[[ Dataset, beginning ]]

use std::fs;
use std::path::{Path, PathBuf};

use crate::{
    angle::Angle,
    config::ProjectionSettings,
    encoder::{ArtifactFormat, Encoder},
    error::ProjectionError,
    loader::PointCloudLoader,
    normalizer::normalize,
    point_cloud::PointCloud,
    report::{Artifact, Failure, JobReport, Stage},
    rotator::rotate,
};

/// Projects one input file at every angle into `output_dir`.
#[derive(Clone, Debug, PartialEq, Eq)]
pub struct ProjectionJob {
    input: PathBuf,
    output_dir: PathBuf,
}

impl ProjectionJob {
    pub fn new(input: impl Into<PathBuf>, output_dir: impl Into<PathBuf>) -> Self {
        Self {
            input: input.into(),
            output_dir: output_dir.into(),
        }
    }

    pub fn input(&self) -> &Path {
        &self.input
    }

    pub fn output_dir(&self) -> &Path {
        &self.output_dir
    }

    /// `<output_dir>/<input stem>_<degrees>.<ext>`
    pub fn artifact_path(&self, angle: Angle, format: ArtifactFormat) -> PathBuf {
        let stem = self
            .input
            .file_stem()
            .map(|s| s.to_string_lossy().into_owned())
            .unwrap_or_else(|| "projection".to_string());
        self.output_dir
            .join(format!("{}_{}.{}", stem, angle.degrees(), format.extension()))
    }

    /// Runs load, normalize and then rotate/project/write per angle.
    ///
    /// Never fails as a whole: every problem is recorded in the returned
    /// report. A failing angle does not stop the remaining angles, and
    /// artifacts written before a failure are kept.
    pub fn run(&self, loader: &dyn PointCloudLoader, settings: &ProjectionSettings) -> JobReport {
        let mut report = JobReport::new(&self.input);

        let pc = match loader.load(&self.input) {
            Ok(pc) => pc,
            Err(e) => {
                report.failures.push(Failure::new(Stage::Load, None, &e));
                return report;
            }
        };
        report.points = pc.len();

        // the normalized cloud is shared by every angle below
        let normalized = match normalize(&pc) {
            Ok((_, normalized)) => normalized,
            Err(e) => {
                report.failures.push(Failure::new(Stage::Normalize, None, &e));
                return report;
            }
        };
        drop(pc);

        if let Err(source) = fs::create_dir_all(&self.output_dir) {
            let e = ProjectionError::Write {
                path: self.output_dir.clone(),
                source,
            };
            report.failures.push(Failure::new(Stage::Write, None, &e));
            return report;
        }

        for angle in Angle::ALL {
            match self.project_angle(&normalized, angle, settings) {
                Ok(path) => {
                    log::debug!("wrote {:?}", path);
                    report.artifacts.push(Artifact { angle, path });
                }
                Err((stage, e)) => {
                    report.failures.push(Failure::new(stage, Some(angle), &e));
                }
            }
        }

        report
    }

    fn project_angle(
        &self,
        normalized: &PointCloud,
        angle: Angle,
        settings: &ProjectionSettings,
    ) -> Result<PathBuf, (Stage, ProjectionError)> {
        let rotated = rotate(normalized, angle);
        let grid = settings
            .projector
            .project(&rotated)
            .map_err(|e| (Stage::Project, e))?;
        let bytes = Encoder::new(&grid)
            .encode(settings.format)
            .map_err(|e| (Stage::Encode, e))?;

        let path = self.artifact_path(angle, settings.format);
        fs::write(&path, bytes).map_err(|source| {
            (
                Stage::Write,
                ProjectionError::Write {
                    path: path.clone(),
                    source,
                },
            )
        })?;
        Ok(path)
    }
}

[[ Dataset, end ]]

Please copy the data above in its entirety, exactly as written.

Task solution:
use std::fs;
use std::path::{Path, PathBuf};

use crate::{
    angle::Angle,
    config::ProjectionSettings,
    encoder::{ArtifactFormat, Encoder},
    error::ProjectionError,
    loader::PointCloudLoader,
    normalizer::normalize,
    point_cloud::PointCloud,
    report::{Artifact, Failure, JobReport, Stage},
    rotator::rotate,
};

/// Projects one input file at every angle into `output_dir`.
#[derive(Clone, Debug, PartialEq, Eq)]
pub struct ProjectionJob {
    input: PathBuf,
    output_dir: PathBuf,
}

impl ProjectionJob {
    pub fn new(input: impl Into<PathBuf>, output_dir: impl Into<PathBuf>) -> Self {
        Self {
            input: input.into(),
            output_dir: output_dir.into(),
        }
    }

    pub fn input(&self) -> &Path {
        &self.input
    }

    pub fn output_dir(&self) -> &Path {
        &self.output_dir
    }

    /// `<output_dir>/<input stem>_<degrees>.<ext>`
    pub fn artifact_path(&self, angle: Angle, format: ArtifactFormat) -> PathBuf {
        let stem = self
            .input
            .file_stem()
            .map(|s| s.to_string_lossy().into_owned())
            .unwrap_or_else(|| "projection".to_string());
        self.output_dir
            .join(format!("{}_{}.{}", stem, angle.degrees(), format.extension()))
    }

    /// Runs load, normalize and then rotate/project/write per angle.
    ///
    /// Never fails as a whole: every problem is recorded in the returned
    /// report. A failing angle does not stop the remaining angles, and
    /// artifacts written before a failure are kept.
    pub fn run(&self, loader: &dyn PointCloudLoader, settings: &ProjectionSettings) -> JobReport {
        let mut report = JobReport::new(&self.input);

        let pc = match loader.load(&self.input) {
            Ok(pc) => pc,
            Err(e) => {
                report.failures.push(Failure::new(Stage::Load, None, &e));
                return report;
            }
        };
        report.points = pc.len();

        // the normalized cloud is shared by every angle below
        let normalized = match normalize(&pc) {
            Ok((_, normalized)) => normalized,
            Err(e) => {
                report.failures.push(Failure::new(Stage::Normalize, None, &e));
                return report;
            }
        };
        drop(pc);

        if let Err(source) = fs::create_dir_all(&self.output_dir) {
            let e = ProjectionError::Write {
                path: self.output_dir.clone(),
                source,
            };
            report.failures.push(Failure::new(Stage::Write, None, &e));
            return report;
        }

        for angle in Angle::ALL {
            match self.project_angle(&normalized, angle, settings) {
                Ok(path) => {
                    log::debug!("wrote {:?}", path);
                    report.artifacts.push(Artifact { angle, path });
                }
                Err((stage, e)) => {
                    report.failures.push(Failure::new(stage, Some(angle), &e));
                }
            }
        }

        report
    }

    fn project_angle(
        &self,
        normalized: &PointCloud,
        angle: Angle,
        settings: &ProjectionSettings,
    ) -> Result<PathBuf, (Stage, ProjectionError)> {
        let rotated = rotate(normalized, angle);
        let grid = settings
            .projector
            .project(&rotated)
            .map_err(|e| (Stage::Project, e))?;
        let bytes = Encoder::new(&grid)
            .encode(settings.format)
            .map_err(|e| (Stage::Encode, e))?;

        let path = self.artifact_path(angle, settings.format);
        fs::write(&path, bytes).map_err(|source| {
            (
                Stage::Write,
                ProjectionError::Write {
                    path: path.clone(),
                    source,
                },
            )
        })?;
        Ok(path)
    }
}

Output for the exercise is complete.